- **HOW TO COMPLETE THIS TASK**:
What is needed here is an exact copy of all the data.

----

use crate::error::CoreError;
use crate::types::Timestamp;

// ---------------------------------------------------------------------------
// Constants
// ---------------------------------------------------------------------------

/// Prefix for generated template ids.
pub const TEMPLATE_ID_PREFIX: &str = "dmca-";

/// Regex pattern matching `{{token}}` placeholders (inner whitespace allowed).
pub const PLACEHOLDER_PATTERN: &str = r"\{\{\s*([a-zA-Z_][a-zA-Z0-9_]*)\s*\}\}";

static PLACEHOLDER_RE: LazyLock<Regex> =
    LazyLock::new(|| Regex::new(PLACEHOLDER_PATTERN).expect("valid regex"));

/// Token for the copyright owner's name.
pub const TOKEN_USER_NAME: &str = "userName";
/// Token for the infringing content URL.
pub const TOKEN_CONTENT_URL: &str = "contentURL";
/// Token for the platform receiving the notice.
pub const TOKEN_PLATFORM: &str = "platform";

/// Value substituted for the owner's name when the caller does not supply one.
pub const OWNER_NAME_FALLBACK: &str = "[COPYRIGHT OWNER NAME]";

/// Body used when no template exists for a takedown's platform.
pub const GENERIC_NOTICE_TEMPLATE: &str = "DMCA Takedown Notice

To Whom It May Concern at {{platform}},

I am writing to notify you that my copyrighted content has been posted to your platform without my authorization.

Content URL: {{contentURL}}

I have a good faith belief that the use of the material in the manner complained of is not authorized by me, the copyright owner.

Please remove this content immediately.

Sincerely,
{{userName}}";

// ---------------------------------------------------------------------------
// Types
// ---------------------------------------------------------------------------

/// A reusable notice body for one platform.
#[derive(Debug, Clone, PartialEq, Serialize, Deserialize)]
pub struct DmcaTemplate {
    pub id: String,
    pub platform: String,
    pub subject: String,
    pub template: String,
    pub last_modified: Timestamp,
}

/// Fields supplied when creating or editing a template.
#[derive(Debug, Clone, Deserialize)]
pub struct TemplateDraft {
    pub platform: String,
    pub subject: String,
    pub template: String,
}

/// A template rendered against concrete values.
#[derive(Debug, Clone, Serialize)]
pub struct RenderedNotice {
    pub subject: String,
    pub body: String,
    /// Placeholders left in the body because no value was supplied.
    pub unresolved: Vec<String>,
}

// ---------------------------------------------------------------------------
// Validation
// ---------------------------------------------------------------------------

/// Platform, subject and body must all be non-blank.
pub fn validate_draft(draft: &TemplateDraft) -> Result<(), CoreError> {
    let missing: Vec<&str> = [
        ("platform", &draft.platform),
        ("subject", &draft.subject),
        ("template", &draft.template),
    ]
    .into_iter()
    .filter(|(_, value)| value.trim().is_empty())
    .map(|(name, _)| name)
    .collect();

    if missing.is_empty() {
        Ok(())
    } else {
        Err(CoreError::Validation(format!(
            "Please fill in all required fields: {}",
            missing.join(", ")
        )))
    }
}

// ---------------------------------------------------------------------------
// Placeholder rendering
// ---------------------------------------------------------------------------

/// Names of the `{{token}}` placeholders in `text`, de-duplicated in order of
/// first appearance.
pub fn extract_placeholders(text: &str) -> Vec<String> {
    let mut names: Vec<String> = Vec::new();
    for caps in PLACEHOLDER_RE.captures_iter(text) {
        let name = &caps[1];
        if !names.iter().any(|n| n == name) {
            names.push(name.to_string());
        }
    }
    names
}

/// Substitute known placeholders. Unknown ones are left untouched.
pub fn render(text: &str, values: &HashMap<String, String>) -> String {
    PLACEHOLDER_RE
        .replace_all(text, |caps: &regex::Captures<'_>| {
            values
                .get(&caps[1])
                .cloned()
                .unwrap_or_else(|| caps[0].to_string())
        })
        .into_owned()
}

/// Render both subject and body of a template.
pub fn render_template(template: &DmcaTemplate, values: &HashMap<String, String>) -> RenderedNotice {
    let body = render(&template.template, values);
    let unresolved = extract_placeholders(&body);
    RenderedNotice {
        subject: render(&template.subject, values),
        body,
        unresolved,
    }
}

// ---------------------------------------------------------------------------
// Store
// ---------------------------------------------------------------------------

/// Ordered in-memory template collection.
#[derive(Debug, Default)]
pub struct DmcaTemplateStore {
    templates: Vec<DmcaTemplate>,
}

----

- **ANSWER SPACE**:
use crate::error::CoreError;
use crate::types::Timestamp;

// ---------------------------------------------------------------------------
// Constants
// ---------------------------------------------------------------------------

/// Prefix for generated template ids.
pub const TEMPLATE_ID_PREFIX: &str = "dmca-";

/// Regex pattern matching `{{token}}` placeholders (inner whitespace allowed).
pub const PLACEHOLDER_PATTERN: &str = r"\{\{\s*([a-zA-Z_][a-zA-Z0-9_]*)\s*\}\}";

static PLACEHOLDER_RE: LazyLock<Regex> =
    LazyLock::new(|| Regex::new(PLACEHOLDER_PATTERN).expect("valid regex"));

/// Token for the copyright owner's name.
pub const TOKEN_USER_NAME: &str = "userName";
/// Token for the infringing content URL.
pub const TOKEN_CONTENT_URL: &str = "contentURL";
/// Token for the platform receiving the notice.
pub const TOKEN_PLATFORM: &str = "platform";

/// Value substituted for the owner's name when the caller does not supply one.
pub const OWNER_NAME_FALLBACK: &str = "[COPYRIGHT OWNER NAME]";

/// Body used when no template exists for a takedown's platform.
pub const GENERIC_NOTICE_TEMPLATE: &str = "DMCA Takedown Notice

To Whom It May Concern at {{platform}},

I am writing to notify you that my copyrighted content has been posted to your platform without my authorization.

Content URL: {{contentURL}}

I have a good faith belief that the use of the material in the manner complained of is not authorized by me, the copyright owner.

Please remove this content immediately.

Sincerely,
{{userName}}";

// ---------------------------------------------------------------------------
// Types
// ---------------------------------------------------------------------------

/// A reusable notice body for one platform.
#[derive(Debug, Clone, PartialEq, Serialize, Deserialize)]
pub struct DmcaTemplate {
    pub id: String,
    pub platform: String,
    pub subject: String,
    pub template: String,
    pub last_modified: Timestamp,
}

/// Fields supplied when creating or editing a template.
#[derive(Debug, Clone, Deserialize)]
pub struct TemplateDraft {
    pub platform: String,
    pub subject: String,
    pub template: String,
}

/// A template rendered against concrete values.
#[derive(Debug, Clone, Serialize)]
pub struct RenderedNotice {
    pub subject: String,
    pub body: String,
    /// Placeholders left in the body because no value was supplied.
    pub unresolved: Vec<String>,
}

// ---------------------------------------------------------------------------
// Validation
// ---------------------------------------------------------------------------

/// Platform, subject and body must all be non-blank.
pub fn validate_draft(draft: &TemplateDraft) -> Result<(), CoreError> {
    let missing: Vec<&str> = [
        ("platform", &draft.platform),
        ("subject", &draft.subject),
        ("template", &draft.template),
    ]
    .into_iter()
    .filter(|(_, value)| value.trim().is_empty())
    .map(|(name, _)| name)
    .collect();

    if missing.is_empty() {
        Ok(())
    } else {
        Err(CoreError::Validation(format!(
            "Please fill in all required fields: {}",
            missing.join(", ")
        )))
    }
}

// ---------------------------------------------------------------------------
// Placeholder rendering
// ---------------------------------------------------------------------------

/// Names of the `{{token}}` placeholders in `text`, de-duplicated in order of
/// first appearance.
pub fn extract_placeholders(text: &str) -> Vec<String> {
    let mut names: Vec<String> = Vec::new();
    for caps in PLACEHOLDER_RE.captures_iter(text) {
        let name = &caps[1];
        if !names.iter().any(|n| n == name) {
            names.push(name.to_string());
        }
    }
    names
}

/// Substitute known placeholders. Unknown ones are left untouched.
pub fn render(text: &str, values: &HashMap<String, String>) -> String {
    PLACEHOLDER_RE
        .replace_all(text, |caps: &regex::Captures<'_>| {
            values
                .get(&caps[1])
                .cloned()
                .unwrap_or_else(|| caps[0].to_string())
        })
        .into_owned()
}

/// Render both subject and body of a template.
pub fn render_template(template: &DmcaTemplate, values: &HashMap<String, String>) -> RenderedNotice {
    let body = render(&template.template, values);
    let unresolved = extract_placeholders(&body);
    RenderedNotice {
        subject: render(&template.subject, values),
        body,
        unresolved,
    }
}

// ---------------------------------------------------------------------------
// Store
// ---------------------------------------------------------------------------

/// Ordered in-memory template collection.
#[derive(Debug, Default)]
pub struct DmcaTemplateStore {
    templates: Vec<DmcaTemplate>,
}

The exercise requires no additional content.